Em Ecoporanga, que esta semana decretou
lockdown, isto é, o fechamento total do comércio, a teimosia de uma família da primeira pessoa detectada, que se recusou a fazer quarentena, ajudou a espalhar o vírus.
A pessoa mora no interior do município e foi diagnosticada no dia 10 de maio após receber a visita de um parente do
Rio de Janeiro que trabalha em uma das plataformas da
Petrobras cujos petroleiros foram postos em quarentena. Em dez dias, Ecoporanga acumulou 28 casos.

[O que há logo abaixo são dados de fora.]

// ABOUTME: Command-line interface definition using clap derive macros.
// ABOUTME: Defines all subcommands and their arguments.

use clap::{Parser, Subcommand};
use std::path::PathBuf;
use whiteblock::types::NodeIndex;

#[derive(Parser)]
#[command(name = "whiteblock")]
#[command(about = "Run commands on whiteblock testnet hosts over SSH")]
#[command(version)]
pub struct Cli {
    /// Path to the config file (default: whiteblock.yml in the current directory)
    #[arg(short, long, global = true)]
    pub config: Option<PathBuf>,

    /// Enable debug logging
    #[arg(short, long, global = true)]
    pub verbose: bool,

    /// Only print command output
    #[arg(short, long, global = true, conflicts_with = "json")]
    pub quiet: bool,

    /// Print JSON lines instead of plain text
    #[arg(long, global = true)]
    pub json: bool,

    #[command(subcommand)]
    pub command: Commands,
}

#[derive(Subcommand)]
pub enum Commands {
    /// Initialize a new whiteblock.yml configuration file
    Init {
        /// Private key used to log in to hosts
        #[arg(long)]
        private_key: Option<String>,

        /// Overwrite an existing whiteblock.yml
        #[arg(short, long)]
        force: bool,
    },

    /// Run commands on a host
    Run {
        /// Host address
        host: String,

        /// Send all commands as one invocation, each running only if the previous succeeded
        #[arg(long)]
        chain: bool,

        /// Commands to run, in order
        #[arg(required = true)]
        commands: Vec<String>,
    },

    /// Run a command inside a node's container
    Exec {
        /// Host address
        host: String,

        /// Node index (container whiteblock-node<N>)
        node: NodeIndex,

        /// Start the command without waiting for it
        #[arg(short, long)]
        detach: bool,

        /// Command and arguments
        #[arg(required = true, trailing_var_arg = true, allow_hyphen_values = true)]
        command: Vec<String>,
    },

    /// Start several commands detached inside a node's container
    MultiExec {
        /// Host address
        host: String,

        /// Node index (container whiteblock-node<N>)
        node: NodeIndex,

        /// Commands to start, in order
        #[arg(required = true)]
        commands: Vec<String>,
    },

    /// Print a file from a node's container
    Read {
        /// Host address
        host: String,

        /// Node index (container whiteblock-node<N>)
        node: NodeIndex,

        /// Path inside the container
        file: String,
    },

    /// Copy a local file to a host
    Scp {
        /// Host address
        host: String,

        /// Local file
        source: PathBuf,

        /// Destination path on the host
        destination: String,
    },

    /// Measure throughput between two hosts with iperf3
    Iperf {
        /// Host sending traffic
        sender: String,

        /// Host receiving traffic
        receiver: String,
    },
}
// ABOUTME: Test support utilities.
// ABOUTME: Provides transport doubles and container helpers for integration tests.

use std::sync::Once;

// Each test binary only uses some of these modules, so allow dead_code.
#[allow(dead_code)]
pub mod local_shell;
#[allow(dead_code)]
pub mod ssh_container;

static TRACING_INIT: Once = Once::new();

/// Initialize tracing for tests. Safe to call multiple times.
#[allow(dead_code)]
pub fn init_tracing() {
    TRACING_INIT.call_once(|| {
        use tracing_subscriber::EnvFilter;
        let filter = EnvFilter::from_default_env()
            .add_directive("whiteblock=debug".parse().unwrap())
            .add_directive("russh=debug".parse().unwrap());
        tracing_subscriber::fmt()
            .with_env_filter(filter)
            .with_test_writer()
            .try_init()
            .ok();
    });
}
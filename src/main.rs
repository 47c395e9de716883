// ABOUTME: Entry point for the whiteblock CLI application.
// ABOUTME: Parses arguments and dispatches to appropriate command handlers.

mod cli;
mod commands;

use clap::Parser;
use cli::{Cli, Commands};
use std::env;
use std::path::Path;
use tracing_subscriber::EnvFilter;
use whiteblock::config::{self, Config};
use whiteblock::error::Result;
use whiteblock::output::{Output, OutputMode};

#[tokio::main]
async fn main() {
    let cli = Cli::parse();

    // Initialize tracing subscriber based on verbose flag
    let filter = if cli.verbose {
        EnvFilter::new("debug")
    } else {
        EnvFilter::new("warn")
    };
    tracing_subscriber::fmt()
        .with_env_filter(filter)
        .with_target(true)
        .with_writer(std::io::stderr)
        .init();

    let mode = if cli.json {
        OutputMode::Json
    } else if cli.quiet {
        OutputMode::Quiet
    } else {
        OutputMode::Normal
    };
    let output = Output::new(mode);

    if let Err(e) = run(cli, &output).await {
        output.failure(&e);
        std::process::exit(1);
    }
}

async fn run(cli: Cli, output: &Output) -> Result<()> {
    let load = || load_config(cli.config.as_deref());

    match cli.command {
        Commands::Init { private_key, force } => {
            let cwd = env::current_dir()?;
            config::init_config(&cwd, private_key.as_deref(), force)?;
            output.success(&format!("Created {}", config::CONFIG_FILENAME));
            Ok(())
        }
        Commands::Run {
            host,
            chain,
            commands: to_run,
        } => commands::run_commands(&load()?, &host, to_run, chain, output).await,
        Commands::Exec {
            host,
            node,
            detach,
            command,
        } => commands::exec_command(&load()?, &host, node, command, detach, output).await,
        Commands::MultiExec {
            host,
            node,
            commands: to_start,
        } => commands::multi_exec_command(&load()?, &host, node, to_start, output).await,
        Commands::Read { host, node, file } => {
            commands::read_command(&load()?, &host, node, &file, output).await
        }
        Commands::Scp {
            host,
            source,
            destination,
        } => commands::scp(&load()?, &host, &source, &destination, output).await,
        Commands::Iperf { sender, receiver } => {
            commands::iperf(&load()?, &sender, &receiver, output).await
        }
    }
}

fn load_config(path: Option<&Path>) -> Result<Config> {
    match path {
        Some(path) => Config::load(path),
        None => Config::discover(&env::current_dir()?),
    }
}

Já em Baixo Guandu, todo o trabalho da prefeitura foi posto a perder por um cidadão, motorista de van, que fez uma viagem a
São Paulo. Ele não observou os cuidados necessários, voltou para a cidade capixaba, saiu entregando mercadorias pessoalmente em várias lojas, bebeu no boteco, jogou futebol e saiu abraçando todo mundo porque é muito popular. Depois que sentiu os sintomas, o estrago já estava feito.
O primeiro caso em Baixo Guandu foi confirmado no dia 2 de maio e em menos de três semanas a cidade já tem 43 confirmações de coronavírus.
Em
Barra de São Francisco, por sua vez, os casos explodiram a partir da contaminação dos profissionais de saúde do hospital local por causa da falta de exame rápido numa paciente suspeita. Quando se descobriu, dezenas de servidores estavam com o coronavírus, levando até médico de grupo de risco a pedir licença.